WHAT THE EXERCISE ASKS >>
When the string "NotFound" occurs in a line of the listing below, return that line.

RECORDS >>
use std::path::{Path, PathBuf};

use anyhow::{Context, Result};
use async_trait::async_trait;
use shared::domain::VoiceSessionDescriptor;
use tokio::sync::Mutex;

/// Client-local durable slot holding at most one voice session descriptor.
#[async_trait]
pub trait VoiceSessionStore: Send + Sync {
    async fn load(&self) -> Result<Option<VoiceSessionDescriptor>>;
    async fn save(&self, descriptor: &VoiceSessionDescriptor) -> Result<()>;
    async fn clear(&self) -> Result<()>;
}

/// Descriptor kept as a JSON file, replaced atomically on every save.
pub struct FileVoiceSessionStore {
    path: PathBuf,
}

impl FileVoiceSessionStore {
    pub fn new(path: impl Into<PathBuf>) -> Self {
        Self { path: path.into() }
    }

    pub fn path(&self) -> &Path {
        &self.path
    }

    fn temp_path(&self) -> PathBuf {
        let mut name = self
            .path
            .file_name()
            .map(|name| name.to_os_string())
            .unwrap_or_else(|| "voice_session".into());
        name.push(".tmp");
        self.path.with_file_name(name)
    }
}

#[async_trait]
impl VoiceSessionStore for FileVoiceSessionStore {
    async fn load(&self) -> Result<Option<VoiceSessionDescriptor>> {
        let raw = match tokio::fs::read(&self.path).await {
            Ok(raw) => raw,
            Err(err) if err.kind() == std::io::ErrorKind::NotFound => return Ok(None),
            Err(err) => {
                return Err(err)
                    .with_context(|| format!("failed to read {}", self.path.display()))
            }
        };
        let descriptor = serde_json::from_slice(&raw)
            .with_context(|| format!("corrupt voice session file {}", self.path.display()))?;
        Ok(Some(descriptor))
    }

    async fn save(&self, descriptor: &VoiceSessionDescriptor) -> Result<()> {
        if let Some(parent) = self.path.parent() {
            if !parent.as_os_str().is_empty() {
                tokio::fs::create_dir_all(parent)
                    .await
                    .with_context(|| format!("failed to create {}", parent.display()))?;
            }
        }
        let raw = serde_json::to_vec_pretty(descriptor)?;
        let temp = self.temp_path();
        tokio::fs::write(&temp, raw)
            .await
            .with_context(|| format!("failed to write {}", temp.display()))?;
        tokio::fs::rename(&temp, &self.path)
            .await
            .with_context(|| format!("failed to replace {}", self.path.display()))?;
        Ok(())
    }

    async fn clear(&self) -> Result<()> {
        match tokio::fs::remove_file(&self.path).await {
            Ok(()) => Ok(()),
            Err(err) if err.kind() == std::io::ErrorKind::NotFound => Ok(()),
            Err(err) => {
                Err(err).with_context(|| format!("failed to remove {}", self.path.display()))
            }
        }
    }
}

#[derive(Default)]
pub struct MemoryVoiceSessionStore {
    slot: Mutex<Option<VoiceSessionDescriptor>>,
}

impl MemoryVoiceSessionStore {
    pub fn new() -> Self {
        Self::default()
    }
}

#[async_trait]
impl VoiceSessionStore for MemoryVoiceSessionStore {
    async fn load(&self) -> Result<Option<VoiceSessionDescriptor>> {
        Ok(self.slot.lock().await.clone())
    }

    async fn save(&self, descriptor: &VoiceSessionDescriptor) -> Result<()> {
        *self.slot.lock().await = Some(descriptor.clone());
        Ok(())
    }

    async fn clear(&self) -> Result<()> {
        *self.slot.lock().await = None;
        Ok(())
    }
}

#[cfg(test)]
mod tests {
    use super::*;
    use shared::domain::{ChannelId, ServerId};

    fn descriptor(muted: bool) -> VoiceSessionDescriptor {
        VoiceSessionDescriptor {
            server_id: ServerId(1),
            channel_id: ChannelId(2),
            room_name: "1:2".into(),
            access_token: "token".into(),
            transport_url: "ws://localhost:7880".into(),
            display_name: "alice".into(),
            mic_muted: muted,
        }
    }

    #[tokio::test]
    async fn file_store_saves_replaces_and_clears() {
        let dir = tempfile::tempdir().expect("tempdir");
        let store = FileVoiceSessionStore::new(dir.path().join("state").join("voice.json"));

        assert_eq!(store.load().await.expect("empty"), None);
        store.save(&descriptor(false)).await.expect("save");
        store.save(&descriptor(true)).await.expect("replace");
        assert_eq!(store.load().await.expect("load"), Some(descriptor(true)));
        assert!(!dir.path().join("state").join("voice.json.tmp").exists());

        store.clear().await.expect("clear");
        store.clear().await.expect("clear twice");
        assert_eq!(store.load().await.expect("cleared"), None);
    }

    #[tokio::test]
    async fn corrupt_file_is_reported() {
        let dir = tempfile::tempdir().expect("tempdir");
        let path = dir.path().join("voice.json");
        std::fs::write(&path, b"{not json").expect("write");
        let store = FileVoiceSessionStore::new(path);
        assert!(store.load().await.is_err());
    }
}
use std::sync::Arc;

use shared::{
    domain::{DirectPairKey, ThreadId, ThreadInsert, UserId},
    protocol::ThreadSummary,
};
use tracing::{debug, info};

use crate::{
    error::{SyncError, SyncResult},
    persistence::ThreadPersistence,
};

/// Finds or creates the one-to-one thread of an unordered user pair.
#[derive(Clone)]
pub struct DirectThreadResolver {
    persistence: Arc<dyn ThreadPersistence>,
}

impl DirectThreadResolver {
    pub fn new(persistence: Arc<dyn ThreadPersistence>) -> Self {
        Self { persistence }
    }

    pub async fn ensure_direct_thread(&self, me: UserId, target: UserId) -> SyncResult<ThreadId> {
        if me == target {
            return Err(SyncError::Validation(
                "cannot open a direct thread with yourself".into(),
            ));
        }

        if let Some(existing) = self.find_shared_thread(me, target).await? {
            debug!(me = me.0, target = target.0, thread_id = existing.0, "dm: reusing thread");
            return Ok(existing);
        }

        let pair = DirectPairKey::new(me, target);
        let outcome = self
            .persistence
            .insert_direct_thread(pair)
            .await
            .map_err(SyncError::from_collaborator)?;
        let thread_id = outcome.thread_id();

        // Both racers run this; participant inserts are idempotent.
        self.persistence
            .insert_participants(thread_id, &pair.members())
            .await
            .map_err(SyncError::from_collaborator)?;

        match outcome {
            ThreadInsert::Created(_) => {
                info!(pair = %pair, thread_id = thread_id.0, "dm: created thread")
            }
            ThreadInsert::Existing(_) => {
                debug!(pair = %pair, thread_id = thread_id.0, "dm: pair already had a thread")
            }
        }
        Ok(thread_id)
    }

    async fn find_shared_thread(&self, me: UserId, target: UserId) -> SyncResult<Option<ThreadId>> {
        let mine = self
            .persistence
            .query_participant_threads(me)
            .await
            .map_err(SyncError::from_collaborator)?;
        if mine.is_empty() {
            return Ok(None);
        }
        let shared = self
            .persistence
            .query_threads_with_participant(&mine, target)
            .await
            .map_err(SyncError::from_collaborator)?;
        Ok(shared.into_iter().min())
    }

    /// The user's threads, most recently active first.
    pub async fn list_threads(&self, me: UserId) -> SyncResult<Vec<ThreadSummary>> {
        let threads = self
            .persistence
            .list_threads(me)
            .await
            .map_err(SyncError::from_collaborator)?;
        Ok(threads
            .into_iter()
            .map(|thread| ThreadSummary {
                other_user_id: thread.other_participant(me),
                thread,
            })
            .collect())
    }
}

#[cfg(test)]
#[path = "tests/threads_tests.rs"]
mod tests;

RESULT OF THE TASK >>
            Err(err) if err.kind() == std::io::ErrorKind::NotFound => return Ok(None),
            Err(err) if err.kind() == std::io::ErrorKind::NotFound => Ok(()),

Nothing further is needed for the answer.